Providing Healthy Futures for Former Foster Youth

Juvenile Law Center,

Among the numerous important benefits that the Affordable Care Act (ACA) created for young adults was its special investment in youth aging out of foster care and their unique health care needs. Effective since January, 2014, a provision of the ACA made former foster youth eligible for Medicaid coverage until age 26, regardless of their income, as long as they were in foster care at age 18 or older and enrolled in Medicaid at that time.

Foster youth miss out on so many benefits that other young adults receive. This is one important benefit we can all help ensure they don't miss.

This provision gives former foster youth the same kind of support that other young adults have under the ACA: the ability to have free health insurance until age 26. While all young adults have struggled to get adequate insurance coverage, former foster youth have additional obstacles.  They often lack stable families upon whom they can rely to acquire health insurance.

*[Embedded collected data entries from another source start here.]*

use actix_web::{web, HttpServer};
use clap::{Parser, Subcommand};
use sqlx::{Pool, Postgres};
use std::io;
use std::path::PathBuf;
use std::sync::Arc;
use tracing::{info, warn};

use data_pipeline::api::{self, job::JobService, job::ServiceSettings};
use data_pipeline::config::Config;
use data_pipeline::db::{self, JobRepository, JobStore, MemoryJobStore};
use data_pipeline::extract::{ExtractionScheduler, Extractor};
use data_pipeline::fetch::Fetcher;
use data_pipeline::resources::PipelineResources;
use data_pipeline::shutdown::ShutdownCoordinator;
use data_pipeline::storage::ArtifactStore;
use data_pipeline::{deploy, logging, preflight, smoke};

#[derive(Parser)]
#[command(name = "data-pipeline", version, about = "Fetch JSON documents, store them and derive CSV")]
struct Cli {
    #[command(subcommand)]
    command: Option<Command>,
}

#[derive(Subcommand)]
enum Command {
    /// Run the HTTP API (and the extraction scheduler, if enabled)
    Serve,
    /// Run one scheduled extraction and print its outcome
    Extract,
    /// Apply job table migrations and exit
    Migrate,
    /// Print the resource manifest for an environment
    Resources {
        #[arg(long)]
        account: String,
        #[arg(long)]
        region: String,
    },
    /// Check that deployment tooling is installed and configured
    Preflight,
    /// Preflight, install, build, provision and print the stack outputs
    Deploy {
        #[arg(long)]
        account: String,
        #[arg(long)]
        region: String,
        #[arg(long, default_value = deploy::DEFAULT_STACK_NAME)]
        stack_name: String,
        #[arg(long, default_value = "deploy/resources.json")]
        manifest_path: PathBuf,
        /// Skip `cdk bootstrap` for an already bootstrapped environment
        #[arg(long)]
        skip_bootstrap: bool,
    },
    /// Exercise every endpoint of a running deployment
    SmokeTest {
        #[arg(long)]
        base_url: String,
        #[arg(long, default_value = smoke::DEFAULT_SOURCE_URL)]
        source_url: String,
    },
}

fn load_config() -> io::Result<Config> {
    Config::from_env().map_err(|e| io::Error::new(io::ErrorKind::InvalidInput, e))
}

fn print_json<T: serde::Serialize>(value: &T) -> io::Result<()> {
    let rendered = serde_json::to_string_pretty(value).map_err(io::Error::other)?;
    println!("{rendered}");
    Ok(())
}

async fn connect(database_url: &str, max_connections: u32) -> io::Result<Pool<Postgres>> {
    let pool = db::connection::get_connection(database_url, max_connections)
        .await
        .map_err(io::Error::other)?;
    info!("Database connection pool established");

    db::migrations::run_migrations(&pool)
        .await
        .map_err(io::Error::other)?;
    Ok(pool)
}

/// Pick the job table backend: PostgreSQL when configured, process memory otherwise.
async fn open_job_store(config: &Config) -> io::Result<(Arc<dyn JobStore>, Option<Pool<Postgres>>)> {
    match &config.database_url {
        Some(url) => {
            let pool = connect(url, config.max_db_connections).await?;
            Ok((Arc::new(JobRepository::new(pool.clone())), Some(pool)))
        }
        None => {
            warn!("DATABASE_URL not set, job records are kept in memory only");
            Ok((Arc::new(MemoryJobStore::new()), None))
        }
    }
}

fn open_artifacts(config: &Config) -> io::Result<ArtifactStore> {
    ArtifactStore::from_url(&config.artifact_store_url).map_err(io::Error::other)
}

async fn serve(config: Config) -> io::Result<()> {
    info!("Starting data-pipeline application");
    info!("Configuration loaded successfully:");
    info!("  - Artifact store: {}", config.artifact_store_url);
    info!("  - Max payload size: {} bytes", config.max_payload_size);
    info!("  - Max database connections: {}", config.max_db_connections);
    info!("  - Extraction interval: {:?}", config.extract_interval);

    let (jobs, pool) = open_job_store(&config).await?;
    let artifacts = open_artifacts(&config)?;
    let fetcher = Fetcher::new().map_err(io::Error::other)?;

    let service = web::Data::new(JobService::new(
        jobs,
        artifacts.clone(),
        fetcher.clone(),
        ServiceSettings {
            expose_error_details: config.expose_error_details,
            service_version: config.service_version.clone(),
        },
    ));

    // watch channel so the scheduler sees the same shutdown flag
    let (shutdown_tx, shutdown_rx) = tokio::sync::watch::channel(false);

    let scheduler_handle = config.extract_interval.map(|interval| {
        let extractor = Extractor::new(artifacts, fetcher, config.api_url.clone());
        let scheduler = ExtractionScheduler::new(extractor, interval);
        tokio::spawn(scheduler.run(shutdown_rx))
    });

    let max_payload_size = config.max_payload_size;
    let server = HttpServer::new(move || api::build_app(service.clone(), max_payload_size));

    info!("Server starting on http://{}", config.bind_addr);

    let server = server.bind(config.bind_addr.as_str())?.run();
    let server_handle = server.handle();
    let server_task = tokio::spawn(server);

    let coordinator = ShutdownCoordinator::new(
        server_handle,
        server_task,
        scheduler_handle,
        shutdown_tx,
        pool,
    );

    coordinator.wait_for_shutdown().await
}

async fn extract(config: Config) -> io::Result<()> {
    let artifacts = open_artifacts(&config)?;
    let fetcher = Fetcher::new().map_err(io::Error::other)?;
    let extractor = Extractor::new(artifacts, fetcher, config.api_url);

    let outcome = extractor.run_once(chrono::Utc::now()).await;
    print_json(&outcome)?;

    if outcome.is_success() {
        Ok(())
    } else {
        Err(io::Error::other("extraction failed"))
    }
}

async fn migrate(config: Config) -> io::Result<()> {
    let url = config.database_url.as_deref().ok_or_else(|| {
        io::Error::new(io::ErrorKind::InvalidInput, "DATABASE_URL is required to migrate")
    })?;
    let pool = connect(url, config.max_db_connections).await?;
    pool.close().await;
    Ok(())
}

#[actix_web::main]
async fn main() -> io::Result<()> {
    let cli = Cli::parse();

    match cli.command.unwrap_or(Command::Serve) {
        Command::Resources { account, region } => {
            print_json(&PipelineResources::for_environment(&account, &region))
        }
        Command::Preflight => {
            let results = preflight::run(&preflight::REQUIREMENTS);
            print_json(&results)?;
            if results.iter().all(|r| r.passed) {
                Ok(())
            } else {
                Err(io::Error::other("preflight checks failed"))
            }
        }
        Command::Deploy {
            account,
            region,
            stack_name,
            manifest_path,
            skip_bootstrap,
        } => {
            let report = deploy::run(&deploy::DeployOptions {
                account,
                region,
                stack_name,
                manifest_path,
                skip_bootstrap,
            });
            print_json(&report)?;
            if report.passed() {
                Ok(())
            } else {
                Err(io::Error::other("deployment failed"))
            }
        }
        Command::SmokeTest {
            base_url,
            source_url,
        } => {
            let client = reqwest::Client::new();
            let report = smoke::run(&client, &base_url, &source_url).await;
            print_json(&report)?;
            if report.passed() {
                Ok(())
            } else {
                Err(io::Error::other("smoke test failed"))
            }
        }
        command => {
            let config = load_config()?;
            logging::init(&config.log_dir)?;

            match command {
                Command::Extract => extract(config).await,
                Command::Migrate => migrate(config).await,
                _ => serve(config).await,
            }
        }
    }
}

As youth enter adulthood, they need many things to be successful—a place to live, a good education, a skill-building job, and people who care about them. To have a chance at being successful they need these important resources, people, and skills, but they also need adequate health care. Despite the availability of health insurance under ACA for over a year, many eligible young adults across the country have not enrolled – primarily because they don’t know that they qualify.

May is National Foster Care Month and presents an ideal opportunity to help foster youth get the health care and health coverage they need. Juvenile Law Center has developed new materials, including application information for every state, that anyone can use to help reach out and inform current and former foster youth about this important Medicaid benefit. You can also help educate your colleagues on the provision so that more eligible young adults can get insured.

Foster youth miss out on so many benefits that other young adults in biological families receive – this is one important benefit we can all help ensure they don’t miss. All they need to do is apply.